__YOUR GOAL__:
The required answer is a copy of each line in the entries below that includes "async".

__Saved entries__:
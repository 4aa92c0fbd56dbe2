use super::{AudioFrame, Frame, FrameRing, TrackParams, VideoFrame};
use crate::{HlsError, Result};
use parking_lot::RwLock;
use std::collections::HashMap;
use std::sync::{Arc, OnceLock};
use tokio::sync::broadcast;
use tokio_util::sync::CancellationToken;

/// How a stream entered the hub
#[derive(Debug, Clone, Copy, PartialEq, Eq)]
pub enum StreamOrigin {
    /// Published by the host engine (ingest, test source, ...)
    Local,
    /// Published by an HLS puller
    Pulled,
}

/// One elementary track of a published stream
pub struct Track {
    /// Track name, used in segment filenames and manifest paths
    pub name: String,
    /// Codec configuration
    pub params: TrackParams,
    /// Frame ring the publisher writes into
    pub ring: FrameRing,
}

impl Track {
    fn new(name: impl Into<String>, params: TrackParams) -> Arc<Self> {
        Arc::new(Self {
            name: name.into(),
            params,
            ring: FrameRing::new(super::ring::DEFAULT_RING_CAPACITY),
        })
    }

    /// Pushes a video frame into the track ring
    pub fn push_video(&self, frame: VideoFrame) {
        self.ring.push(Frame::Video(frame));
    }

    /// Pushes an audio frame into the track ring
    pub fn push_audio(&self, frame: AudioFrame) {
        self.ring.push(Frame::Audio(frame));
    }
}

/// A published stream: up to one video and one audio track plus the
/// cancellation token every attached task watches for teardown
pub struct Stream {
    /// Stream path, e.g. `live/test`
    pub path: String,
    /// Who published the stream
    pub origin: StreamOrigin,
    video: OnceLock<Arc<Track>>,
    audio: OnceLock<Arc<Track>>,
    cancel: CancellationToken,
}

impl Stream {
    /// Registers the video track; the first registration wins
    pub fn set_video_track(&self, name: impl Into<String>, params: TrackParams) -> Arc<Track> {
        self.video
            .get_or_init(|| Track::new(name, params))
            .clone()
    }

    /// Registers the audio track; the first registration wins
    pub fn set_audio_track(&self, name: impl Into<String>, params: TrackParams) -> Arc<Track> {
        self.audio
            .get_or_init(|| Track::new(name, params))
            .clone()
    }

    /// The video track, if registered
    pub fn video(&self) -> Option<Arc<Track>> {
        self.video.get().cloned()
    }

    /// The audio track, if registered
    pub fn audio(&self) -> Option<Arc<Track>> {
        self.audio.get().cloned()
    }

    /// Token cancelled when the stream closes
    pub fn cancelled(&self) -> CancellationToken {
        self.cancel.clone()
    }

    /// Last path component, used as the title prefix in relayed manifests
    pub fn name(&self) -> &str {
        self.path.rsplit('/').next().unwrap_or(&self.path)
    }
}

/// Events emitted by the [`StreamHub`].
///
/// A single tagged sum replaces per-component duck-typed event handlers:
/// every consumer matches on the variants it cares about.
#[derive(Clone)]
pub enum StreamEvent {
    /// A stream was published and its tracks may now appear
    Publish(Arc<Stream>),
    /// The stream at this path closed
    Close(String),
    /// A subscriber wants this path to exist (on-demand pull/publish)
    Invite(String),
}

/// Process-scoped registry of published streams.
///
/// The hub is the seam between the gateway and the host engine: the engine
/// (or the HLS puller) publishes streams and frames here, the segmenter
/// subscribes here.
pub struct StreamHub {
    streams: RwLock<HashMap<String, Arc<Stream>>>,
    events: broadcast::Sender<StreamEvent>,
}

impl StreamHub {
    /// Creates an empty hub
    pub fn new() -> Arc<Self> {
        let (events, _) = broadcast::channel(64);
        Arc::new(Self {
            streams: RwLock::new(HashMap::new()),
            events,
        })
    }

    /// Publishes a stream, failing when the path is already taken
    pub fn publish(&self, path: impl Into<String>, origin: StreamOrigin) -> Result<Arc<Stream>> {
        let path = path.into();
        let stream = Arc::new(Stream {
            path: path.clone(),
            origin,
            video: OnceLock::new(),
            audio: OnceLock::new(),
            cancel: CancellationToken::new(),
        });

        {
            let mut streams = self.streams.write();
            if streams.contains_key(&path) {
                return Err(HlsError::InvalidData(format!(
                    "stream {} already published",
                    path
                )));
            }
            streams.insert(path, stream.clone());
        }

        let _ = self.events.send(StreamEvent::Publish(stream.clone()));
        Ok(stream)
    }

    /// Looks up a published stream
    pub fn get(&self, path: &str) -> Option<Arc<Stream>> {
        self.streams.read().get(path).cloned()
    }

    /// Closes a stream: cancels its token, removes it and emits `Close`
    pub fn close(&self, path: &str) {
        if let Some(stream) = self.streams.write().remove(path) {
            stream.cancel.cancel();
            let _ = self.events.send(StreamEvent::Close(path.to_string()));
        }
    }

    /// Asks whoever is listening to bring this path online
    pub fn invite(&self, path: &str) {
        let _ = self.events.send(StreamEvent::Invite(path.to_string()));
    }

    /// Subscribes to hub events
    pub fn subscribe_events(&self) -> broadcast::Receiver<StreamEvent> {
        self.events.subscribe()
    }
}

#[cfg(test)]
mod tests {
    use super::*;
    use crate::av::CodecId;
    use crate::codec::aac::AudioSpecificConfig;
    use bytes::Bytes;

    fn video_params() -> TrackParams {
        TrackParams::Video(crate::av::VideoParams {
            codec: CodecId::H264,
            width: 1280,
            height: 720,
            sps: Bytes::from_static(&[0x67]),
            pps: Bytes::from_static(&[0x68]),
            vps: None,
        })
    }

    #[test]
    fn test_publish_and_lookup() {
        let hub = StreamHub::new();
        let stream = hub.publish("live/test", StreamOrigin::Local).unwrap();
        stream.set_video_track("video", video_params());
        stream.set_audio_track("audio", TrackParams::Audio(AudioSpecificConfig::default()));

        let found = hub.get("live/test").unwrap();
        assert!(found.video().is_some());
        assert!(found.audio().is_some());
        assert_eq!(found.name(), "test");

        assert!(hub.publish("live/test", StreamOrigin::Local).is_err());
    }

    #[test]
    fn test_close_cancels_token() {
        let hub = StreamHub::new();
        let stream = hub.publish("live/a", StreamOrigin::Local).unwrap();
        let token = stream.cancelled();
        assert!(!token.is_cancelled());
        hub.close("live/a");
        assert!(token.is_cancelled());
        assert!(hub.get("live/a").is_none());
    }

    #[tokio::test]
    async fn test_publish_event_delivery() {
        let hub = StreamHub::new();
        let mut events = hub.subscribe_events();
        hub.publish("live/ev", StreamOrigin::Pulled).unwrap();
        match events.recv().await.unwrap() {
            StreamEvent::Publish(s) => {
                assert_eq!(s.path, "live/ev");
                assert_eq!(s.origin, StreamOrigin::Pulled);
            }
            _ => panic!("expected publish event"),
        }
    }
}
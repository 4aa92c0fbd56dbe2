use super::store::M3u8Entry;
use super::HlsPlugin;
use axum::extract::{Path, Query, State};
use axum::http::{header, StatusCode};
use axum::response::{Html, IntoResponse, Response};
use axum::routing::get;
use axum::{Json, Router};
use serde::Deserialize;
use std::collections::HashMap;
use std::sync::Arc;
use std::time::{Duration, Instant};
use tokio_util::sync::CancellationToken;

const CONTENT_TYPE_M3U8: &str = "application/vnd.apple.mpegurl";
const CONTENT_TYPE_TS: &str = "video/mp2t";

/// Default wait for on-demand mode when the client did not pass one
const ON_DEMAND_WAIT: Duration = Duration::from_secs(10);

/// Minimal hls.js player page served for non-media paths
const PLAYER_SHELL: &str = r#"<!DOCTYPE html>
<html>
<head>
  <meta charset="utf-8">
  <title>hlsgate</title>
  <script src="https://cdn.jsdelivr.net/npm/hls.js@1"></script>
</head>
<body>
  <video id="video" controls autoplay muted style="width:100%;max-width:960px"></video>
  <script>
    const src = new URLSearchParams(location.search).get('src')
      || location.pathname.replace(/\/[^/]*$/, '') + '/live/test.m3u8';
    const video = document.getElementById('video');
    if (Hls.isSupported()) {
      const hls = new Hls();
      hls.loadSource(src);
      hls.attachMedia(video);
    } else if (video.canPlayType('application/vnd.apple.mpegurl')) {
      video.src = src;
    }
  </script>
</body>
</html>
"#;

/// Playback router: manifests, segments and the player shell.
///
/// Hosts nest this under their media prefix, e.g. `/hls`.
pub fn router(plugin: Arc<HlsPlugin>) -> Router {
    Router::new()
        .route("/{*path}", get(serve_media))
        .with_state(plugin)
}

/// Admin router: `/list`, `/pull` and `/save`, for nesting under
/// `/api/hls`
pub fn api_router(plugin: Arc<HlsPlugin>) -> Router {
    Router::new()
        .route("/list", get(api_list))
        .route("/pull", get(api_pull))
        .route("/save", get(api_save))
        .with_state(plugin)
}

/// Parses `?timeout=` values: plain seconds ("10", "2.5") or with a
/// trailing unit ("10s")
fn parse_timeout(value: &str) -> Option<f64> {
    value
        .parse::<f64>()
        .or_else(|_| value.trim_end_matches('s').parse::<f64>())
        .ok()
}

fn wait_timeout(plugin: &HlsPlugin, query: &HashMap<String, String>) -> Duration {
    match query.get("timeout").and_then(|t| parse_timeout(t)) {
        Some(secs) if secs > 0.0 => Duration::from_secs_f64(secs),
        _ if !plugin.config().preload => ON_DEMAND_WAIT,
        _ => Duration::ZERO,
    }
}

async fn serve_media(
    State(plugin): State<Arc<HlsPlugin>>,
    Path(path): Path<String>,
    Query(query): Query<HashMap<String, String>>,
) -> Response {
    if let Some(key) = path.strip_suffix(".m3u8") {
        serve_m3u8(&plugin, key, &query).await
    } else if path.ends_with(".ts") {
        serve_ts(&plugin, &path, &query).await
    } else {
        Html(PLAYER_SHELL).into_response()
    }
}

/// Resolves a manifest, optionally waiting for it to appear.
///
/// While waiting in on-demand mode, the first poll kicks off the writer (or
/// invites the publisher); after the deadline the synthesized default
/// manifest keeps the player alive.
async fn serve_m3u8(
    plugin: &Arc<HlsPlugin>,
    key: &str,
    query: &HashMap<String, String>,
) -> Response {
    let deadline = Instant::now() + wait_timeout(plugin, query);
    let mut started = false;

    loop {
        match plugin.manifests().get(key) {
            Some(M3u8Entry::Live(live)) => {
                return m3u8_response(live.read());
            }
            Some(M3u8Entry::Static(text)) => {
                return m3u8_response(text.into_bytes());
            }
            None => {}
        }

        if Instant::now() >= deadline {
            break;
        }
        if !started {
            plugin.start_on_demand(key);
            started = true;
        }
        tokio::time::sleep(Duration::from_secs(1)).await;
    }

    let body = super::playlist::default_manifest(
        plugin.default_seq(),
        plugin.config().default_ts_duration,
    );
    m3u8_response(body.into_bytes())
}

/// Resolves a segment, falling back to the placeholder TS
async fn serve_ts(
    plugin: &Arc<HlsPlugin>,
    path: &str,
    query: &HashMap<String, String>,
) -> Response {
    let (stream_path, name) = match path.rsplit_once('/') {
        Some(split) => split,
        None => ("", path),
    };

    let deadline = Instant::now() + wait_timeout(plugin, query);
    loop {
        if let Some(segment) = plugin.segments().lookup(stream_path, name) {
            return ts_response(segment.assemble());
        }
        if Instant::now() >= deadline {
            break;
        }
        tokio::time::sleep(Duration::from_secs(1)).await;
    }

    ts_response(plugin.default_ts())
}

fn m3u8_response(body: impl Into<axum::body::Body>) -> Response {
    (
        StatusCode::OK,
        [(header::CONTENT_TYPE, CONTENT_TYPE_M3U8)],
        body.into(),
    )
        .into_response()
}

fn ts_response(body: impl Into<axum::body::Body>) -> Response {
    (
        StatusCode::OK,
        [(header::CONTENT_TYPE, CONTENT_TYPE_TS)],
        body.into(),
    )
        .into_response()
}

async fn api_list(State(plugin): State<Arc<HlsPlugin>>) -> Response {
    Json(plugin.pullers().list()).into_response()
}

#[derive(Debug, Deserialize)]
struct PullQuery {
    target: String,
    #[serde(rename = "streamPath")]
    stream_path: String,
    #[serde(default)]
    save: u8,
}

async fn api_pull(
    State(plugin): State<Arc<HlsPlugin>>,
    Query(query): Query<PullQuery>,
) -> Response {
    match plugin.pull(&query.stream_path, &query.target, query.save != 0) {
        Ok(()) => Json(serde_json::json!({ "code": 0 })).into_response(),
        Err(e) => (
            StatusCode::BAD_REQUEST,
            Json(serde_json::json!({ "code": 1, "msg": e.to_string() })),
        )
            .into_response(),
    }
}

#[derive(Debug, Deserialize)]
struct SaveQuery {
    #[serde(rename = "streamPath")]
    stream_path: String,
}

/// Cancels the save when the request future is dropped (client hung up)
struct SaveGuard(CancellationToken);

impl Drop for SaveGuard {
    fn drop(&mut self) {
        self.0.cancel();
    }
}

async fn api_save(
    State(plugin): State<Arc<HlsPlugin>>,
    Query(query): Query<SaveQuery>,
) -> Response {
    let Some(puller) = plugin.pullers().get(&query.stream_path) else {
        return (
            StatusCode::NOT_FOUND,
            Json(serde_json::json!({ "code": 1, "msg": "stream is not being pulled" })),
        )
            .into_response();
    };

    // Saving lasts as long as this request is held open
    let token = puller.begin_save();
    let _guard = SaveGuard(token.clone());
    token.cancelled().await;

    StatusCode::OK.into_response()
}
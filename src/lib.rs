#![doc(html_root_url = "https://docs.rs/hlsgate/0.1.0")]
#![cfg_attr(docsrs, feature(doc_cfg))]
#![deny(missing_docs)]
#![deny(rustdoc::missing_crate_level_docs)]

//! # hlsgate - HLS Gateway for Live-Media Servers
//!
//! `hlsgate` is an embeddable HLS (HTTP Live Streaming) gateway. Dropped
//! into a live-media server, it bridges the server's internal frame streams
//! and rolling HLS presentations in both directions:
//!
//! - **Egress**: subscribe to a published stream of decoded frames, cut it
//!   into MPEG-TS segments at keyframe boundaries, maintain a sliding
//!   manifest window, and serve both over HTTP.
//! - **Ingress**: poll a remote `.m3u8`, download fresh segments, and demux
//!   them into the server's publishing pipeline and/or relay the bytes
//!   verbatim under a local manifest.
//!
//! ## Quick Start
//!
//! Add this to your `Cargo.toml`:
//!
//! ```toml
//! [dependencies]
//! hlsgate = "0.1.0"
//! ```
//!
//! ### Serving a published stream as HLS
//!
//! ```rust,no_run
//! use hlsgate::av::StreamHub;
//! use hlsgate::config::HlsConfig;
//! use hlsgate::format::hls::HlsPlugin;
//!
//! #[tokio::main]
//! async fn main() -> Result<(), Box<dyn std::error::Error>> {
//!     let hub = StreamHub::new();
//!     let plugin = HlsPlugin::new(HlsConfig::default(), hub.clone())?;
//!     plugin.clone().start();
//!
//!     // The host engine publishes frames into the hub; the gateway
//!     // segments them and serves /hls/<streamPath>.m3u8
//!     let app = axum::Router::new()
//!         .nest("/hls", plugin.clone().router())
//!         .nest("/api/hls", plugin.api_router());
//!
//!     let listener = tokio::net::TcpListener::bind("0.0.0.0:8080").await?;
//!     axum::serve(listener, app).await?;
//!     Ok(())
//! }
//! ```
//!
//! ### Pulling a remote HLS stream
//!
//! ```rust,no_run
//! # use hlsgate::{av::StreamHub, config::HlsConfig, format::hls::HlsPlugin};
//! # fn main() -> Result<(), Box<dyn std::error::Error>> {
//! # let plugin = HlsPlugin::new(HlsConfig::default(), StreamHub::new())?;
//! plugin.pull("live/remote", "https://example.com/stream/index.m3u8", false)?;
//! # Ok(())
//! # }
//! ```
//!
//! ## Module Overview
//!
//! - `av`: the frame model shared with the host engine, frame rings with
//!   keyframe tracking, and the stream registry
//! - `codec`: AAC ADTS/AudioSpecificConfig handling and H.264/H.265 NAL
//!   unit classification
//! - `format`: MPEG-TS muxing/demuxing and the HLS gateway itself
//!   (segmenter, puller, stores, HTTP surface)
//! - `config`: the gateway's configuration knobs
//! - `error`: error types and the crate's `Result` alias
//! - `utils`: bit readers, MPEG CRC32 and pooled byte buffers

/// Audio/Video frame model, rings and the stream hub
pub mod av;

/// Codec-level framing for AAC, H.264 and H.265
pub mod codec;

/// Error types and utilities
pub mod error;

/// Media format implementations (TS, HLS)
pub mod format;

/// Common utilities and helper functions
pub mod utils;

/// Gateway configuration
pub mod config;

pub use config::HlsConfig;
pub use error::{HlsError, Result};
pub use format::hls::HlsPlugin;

__PROBLEM SOLUTION__:
    async fn test_publish_event_delivery() {
async fn serve_media(
async fn serve_m3u8(
async fn serve_ts(
async fn api_list(State(plugin): State<Arc<HlsPlugin>>) -> Response {
async fn api_pull(
async fn api_save(
//! async fn main() -> Result<(), Box<dyn std::error::Error>> {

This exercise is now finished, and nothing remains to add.